//! Loading INI text into ordered sections of raw options.
use indexmap::IndexMap;
use std::path::Path;

use crate::error::ConfigError;

/// Separator between an option key and the occurrence number appended to
/// repeated keys. Option keys are split at the first `:` or `=`, so a parsed
/// key can never contain it.
pub const DUPLICATE_SUFFIX_SEPARATOR: char = ':';

/// Ordered options of a single section: stored key → raw value.
pub type RawSection = IndexMap<String, String>;

/// INI text loaded into ordered sections, before any operation is applied.
///
/// # Examples
///
/// ```
/// use configparser_enhanced::config::ini::RawConfig;
///
/// let raw = RawConfig::parse_str("[A]\nkey1: a\nkey1: b\n", "inline").unwrap();
/// let keys: Vec<&String> = raw.section("A").unwrap().keys().collect();
/// assert_eq!(keys, ["key1", "key1:2"]);
/// ```
#[derive(Debug, Clone, Default, PartialEq, Eq)]
pub struct RawConfig {
    sections: IndexMap<String, RawSection>,
}

impl RawConfig {
    /// Create an empty configuration.
    #[must_use]
    pub fn new() -> Self {
        Self::default()
    }

    /// Parse INI content from a string.
    ///
    /// Format:
    /// ```ini
    /// [section]
    /// # comment
    /// key: value
    /// other = value
    /// list:
    ///     first
    ///     second
    /// use base
    /// ```
    ///
    /// `origin` labels the text in error messages (usually the file path).
    ///
    /// # Errors
    ///
    /// Returns [`ConfigError::InvalidSyntax`] if an option appears outside a
    /// section or a section header is empty.
    pub fn parse_str(content: &str, origin: &str) -> Result<Self, ConfigError> {
        let mut config = Self::new();
        let mut current: Option<String> = None;
        let mut last_key: Option<String> = None;
        // Blank lines seen since the last value line; kept only if the value
        // continues after them.
        let mut pending_blanks = 0usize;

        for (line_num, line) in content.lines().enumerate() {
            let trimmed = line.trim();

            if trimmed.is_empty() {
                pending_blanks += 1;
                continue;
            }
            if trimmed.starts_with('#') || trimmed.starts_with(';') {
                continue;
            }

            // Indented lines continue the previous value
            if line.starts_with(char::is_whitespace)
                && let (Some(section), Some(key)) = (&current, &last_key)
                && let Some(value) = config
                    .sections
                    .get_mut(section)
                    .and_then(|options| options.get_mut(key))
            {
                if !value.is_empty() {
                    value.push('\n');
                    value.extend(std::iter::repeat_n('\n', pending_blanks));
                }
                value.push_str(trimmed);
                pending_blanks = 0;
                continue;
            }
            pending_blanks = 0;

            if let Some(header) = parse_section_header(trimmed) {
                if header.is_empty() {
                    return Err(syntax_error(origin, line_num, "empty section header"));
                }
                config.sections.entry(header.to_string()).or_default();
                current = Some(header.to_string());
                last_key = None;
            } else if let Some(section) = &current {
                let (key, value) = parse_option_line(trimmed);
                last_key = Some(config.insert_option(section, key, value));
            } else {
                return Err(syntax_error(
                    origin,
                    line_num,
                    &format!("option outside of section: {trimmed}"),
                ));
            }
        }

        Ok(config)
    }

    /// Parse an INI file.
    ///
    /// # Errors
    ///
    /// Returns an error if the file cannot be read or parsed.
    pub fn from_path(path: &Path) -> Result<Self, ConfigError> {
        let content = std::fs::read_to_string(path).map_err(|source| ConfigError::Io {
            path: path.display().to_string(),
            source,
        })?;
        Self::parse_str(&content, &path.display().to_string())
    }

    /// Parse several INI files in order and merge them.
    ///
    /// Later files append to sections of earlier ones, so their options win
    /// under last-write-wins evaluation.
    ///
    /// # Errors
    ///
    /// Returns an error if any file cannot be read or parsed.
    pub fn from_paths<P: AsRef<Path>>(paths: &[P]) -> Result<Self, ConfigError> {
        let mut config = Self::new();
        for path in paths {
            config.merge(Self::from_path(path.as_ref())?);
            tracing::debug!("loaded {}", path.as_ref().display());
        }
        Ok(config)
    }

    /// Append every section and option of `other` after the existing ones.
    pub fn merge(&mut self, other: Self) {
        for (section, options) in other.sections {
            self.sections.entry(section.clone()).or_default();
            for (stored_key, value) in options {
                let (key, _) = split_suffix(&stored_key);
                self.insert_option(&section, key, value);
            }
        }
    }

    /// Insert an option, appending an occurrence suffix if `key` is already
    /// present in the section. Returns the key under which it was stored.
    pub fn insert_option(&mut self, section: &str, key: &str, value: String) -> String {
        let options = self.sections.entry(section.to_string()).or_default();
        let mut stored = key.to_string();
        let mut occurrence = 1usize;
        while options.contains_key(&stored) {
            occurrence += 1;
            stored = format!("{key}{DUPLICATE_SUFFIX_SEPARATOR}{occurrence}");
        }
        options.insert(stored.clone(), value);
        stored
    }

    /// Options of a section, in file order.
    #[must_use]
    pub fn section(&self, name: &str) -> Option<&RawSection> {
        self.sections.get(name)
    }

    /// Whether the section exists.
    #[must_use]
    pub fn has_section(&self, name: &str) -> bool {
        self.sections.contains_key(name)
    }

    /// Section names in file order.
    pub fn section_names(&self) -> impl Iterator<Item = &str> {
        self.sections.keys().map(String::as_str)
    }

    /// Number of sections.
    #[must_use]
    pub fn len(&self) -> usize {
        self.sections.len()
    }

    /// Whether no section was loaded.
    #[must_use]
    pub fn is_empty(&self) -> bool {
        self.sections.is_empty()
    }
}

/// Split a stored key into the key as written and its occurrence suffix.
///
/// # Examples
///
/// ```
/// use configparser_enhanced::config::ini::split_suffix;
///
/// assert_eq!(split_suffix("key1:2"), ("key1", Some("2")));
/// assert_eq!(split_suffix("key1"), ("key1", None));
/// ```
#[must_use]
pub fn split_suffix(stored_key: &str) -> (&str, Option<&str>) {
    match stored_key.rsplit_once(DUPLICATE_SUFFIX_SEPARATOR) {
        Some((key, suffix)) => (key, Some(suffix)),
        None => (stored_key, None),
    }
}

/// Split a list-shaped value into entries.
///
/// Each line is one entry; text after `#` is a comment and blank entries are
/// dropped. The engine itself treats values as opaque; this is the helper
/// handlers use when they need list semantics.
///
/// # Examples
///
/// ```
/// use configparser_enhanced::config::ini::list_values;
///
/// let value = "gcc/10.1.0   # compiler\n\n# disabled\nopenmpi/4.0";
/// assert_eq!(list_values(value), ["gcc/10.1.0", "openmpi/4.0"]);
/// ```
#[must_use]
pub fn list_values(value: &str) -> Vec<&str> {
    value
        .lines()
        .map(|line| strip_comment(line).trim())
        .filter(|entry| !entry.is_empty())
        .collect()
}

/// Drop everything from the first `#` on.
fn strip_comment(line: &str) -> &str {
    line.find('#').map_or(line, |idx| &line[..idx])
}

/// Parse a `[name]` line into the trimmed section name.
fn parse_section_header(line: &str) -> Option<&str> {
    Some(line.strip_prefix('[')?.strip_suffix(']')?.trim())
}

/// Split an option line at the first `:` or `=`; a line without delimiter is
/// a key with an empty value.
fn parse_option_line(line: &str) -> (&str, String) {
    line.find([':', '=']).map_or((line, String::new()), |idx| {
        (line[..idx].trim(), line[idx + 1..].trim().to_string())
    })
}

fn syntax_error(origin: &str, line_num: usize, message: &str) -> ConfigError {
    ConfigError::InvalidSyntax {
        origin: origin.to_string(),
        line: line_num + 1,
        message: message.to_string(),
    }
}

#[cfg(test)]
#[allow(clippy::expect_used, clippy::unwrap_used, clippy::indexing_slicing)]
mod tests {
    use super::*;

    fn parse(content: &str) -> RawConfig {
        RawConfig::parse_str(content, "test").expect("test data should parse")
    }

    fn entries(raw: &RawConfig, section: &str) -> Vec<(String, String)> {
        raw.section(section)
            .expect("section should exist")
            .iter()
            .map(|(k, v)| (k.clone(), v.clone()))
            .collect()
    }

    #[test]
    fn parse_simple_section() {
        let raw = parse("[A]\nkey1: value1\nkey2 = value2\n");
        assert_eq!(
            entries(&raw, "A"),
            vec![
                ("key1".to_string(), "value1".to_string()),
                ("key2".to_string(), "value2".to_string()),
            ]
        );
    }

    #[test]
    fn sections_keep_file_order() {
        let raw = parse("[zeta]\na: 1\n[alpha]\nb: 2\n[mid]\n");
        let names: Vec<&str> = raw.section_names().collect();
        assert_eq!(names, ["zeta", "alpha", "mid"]);
        assert_eq!(raw.len(), 3);
    }

    #[test]
    fn key_without_delimiter_has_empty_value() {
        let raw = parse("[A]\nuse B\n");
        assert_eq!(entries(&raw, "A"), vec![("use B".to_string(), String::new())]);
    }

    #[test]
    fn trailing_colon_key_has_empty_value() {
        let raw = parse("[A]\nuse B:\n");
        assert_eq!(entries(&raw, "A"), vec![("use B".to_string(), String::new())]);
    }

    #[test]
    fn splits_at_first_delimiter() {
        let raw = parse("[A]\nurl = http://example.com:8080\n");
        assert_eq!(
            raw.section("A").unwrap()["url"],
            "http://example.com:8080"
        );
    }

    #[test]
    fn duplicate_keys_get_suffix() {
        let raw = parse("[A]\nkey1: a\nkey1: b\nkey1: c\n");
        let keys: Vec<&String> = raw.section("A").unwrap().keys().collect();
        assert_eq!(keys, ["key1", "key1:2", "key1:3"]);
    }

    #[test]
    fn continuation_lines_join_with_newline() {
        let raw = parse("[A]\nmodules:\n    gcc\n    openmpi\nnext: x\n");
        assert_eq!(raw.section("A").unwrap()["modules"], "gcc\nopenmpi");
        assert_eq!(raw.section("A").unwrap()["next"], "x");
    }

    #[test]
    fn continuation_after_inline_value() {
        let raw = parse("[A]\nmodules: gcc\n  openmpi\n");
        assert_eq!(raw.section("A").unwrap()["modules"], "gcc\nopenmpi");
    }

    #[test]
    fn blank_lines_inside_continuation_are_kept() {
        let raw = parse("[A]\nmodules:\n    gcc\n\n    openmpi\n\n\nnext: x\n");
        assert_eq!(
            entries(&raw, "A"),
            vec![
                ("modules".to_string(), "gcc\n\nopenmpi".to_string()),
                ("next".to_string(), "x".to_string()),
            ]
        );
        assert_eq!(
            list_values(&raw.section("A").unwrap()["modules"]),
            ["gcc", "openmpi"]
        );
    }

    #[test]
    fn trailing_blank_lines_end_the_value() {
        let raw = parse("[A]\nmodules: gcc\n\n\n[B]\n");
        assert_eq!(raw.section("A").unwrap()["modules"], "gcc");
    }

    #[test]
    fn comments_and_blank_lines_ignored() {
        let raw = parse("# top\n[A]\n; note\n\nkey: v\n");
        assert_eq!(entries(&raw, "A"), vec![("key".to_string(), "v".to_string())]);
    }

    #[test]
    fn empty_key_is_kept_for_the_splitter() {
        let raw = parse("[A]\n: orphan\n");
        assert_eq!(
            entries(&raw, "A"),
            vec![(String::new(), "orphan".to_string())]
        );
    }

    #[test]
    fn repeated_section_header_appends() {
        let raw = parse("[A]\nkey: 1\n[B]\n[A]\nkey: 2\n");
        let keys: Vec<&String> = raw.section("A").unwrap().keys().collect();
        assert_eq!(keys, ["key", "key:2"]);
    }

    #[test]
    fn option_outside_section_fails() {
        let err = RawConfig::parse_str("orphan: 1\n", "site.ini").unwrap_err();
        assert!(matches!(
            err,
            ConfigError::InvalidSyntax { line: 1, .. }
        ));
        assert!(err.to_string().contains("site.ini"));
    }

    #[test]
    fn empty_header_fails() {
        assert!(RawConfig::parse_str("[ ]\n", "test").is_err());
    }

    #[test]
    fn merge_appends_later_options() {
        let mut first = parse("[A]\nkey: 1\n");
        first.merge(parse("[A]\nkey: 2\n[B]\nx: y\n"));
        assert_eq!(
            entries(&first, "A"),
            vec![
                ("key".to_string(), "1".to_string()),
                ("key:2".to_string(), "2".to_string()),
            ]
        );
        assert!(first.has_section("B"));
    }

    #[test]
    fn from_path_reads_file() {
        let dir = tempfile::tempdir().unwrap();
        let path = dir.path().join("site.ini");
        std::fs::write(&path, "[A]\nkey: v\n").unwrap();
        let raw = RawConfig::from_path(&path).unwrap();
        assert!(raw.has_section("A"));
    }

    #[test]
    fn from_path_missing_file_is_io_error() {
        let dir = tempfile::tempdir().unwrap();
        let err = RawConfig::from_path(&dir.path().join("nope.ini")).unwrap_err();
        assert_eq!(err.kind(), "io");
    }

    #[test]
    fn split_suffix_without_suffix() {
        assert_eq!(split_suffix("use B"), ("use B", None));
    }

    #[test]
    fn list_values_strips_comments() {
        assert_eq!(list_values("a # one\n  b\n#c\n\n"), ["a", "b"]);
        assert!(list_values("").is_empty());
    }
}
------------------------------------
◆ **Instructions to follow**
Copy out the lines above exactly, beginning at the one that contains "value into entries." and ending at the one that contains "fn parse_option_line(line: &str)".

◆ **Task answer**
/// Split a list-shaped value into entries.
///
/// Each line is one entry; text after `#` is a comment and blank entries are
/// dropped. The engine itself treats values as opaque; this is the helper
/// handlers use when they need list semantics.
///
/// # Examples
///
/// ```
/// use configparser_enhanced::config::ini::list_values;
///
/// let value = "gcc/10.1.0   # compiler\n\n# disabled\nopenmpi/4.0";
/// assert_eq!(list_values(value), ["gcc/10.1.0", "openmpi/4.0"]);
/// ```
#[must_use]
pub fn list_values(value: &str) -> Vec<&str> {
    value
        .lines()
        .map(|line| strip_comment(line).trim())
        .filter(|entry| !entry.is_empty())
        .collect()
}

/// Drop everything from the first `#` on.
fn strip_comment(line: &str) -> &str {
    line.find('#').map_or(line, |idx| &line[..idx])
}

/// Parse a `[name]` line into the trimmed section name.
fn parse_section_header(line: &str) -> Option<&str> {
    Some(line.strip_prefix('[')?.strip_suffix(']')?.trim())
}

/// Split an option line at the first `:` or `=`; a line without delimiter is
/// a key with an empty value.
fn parse_option_line(line: &str) -> (&str, String) {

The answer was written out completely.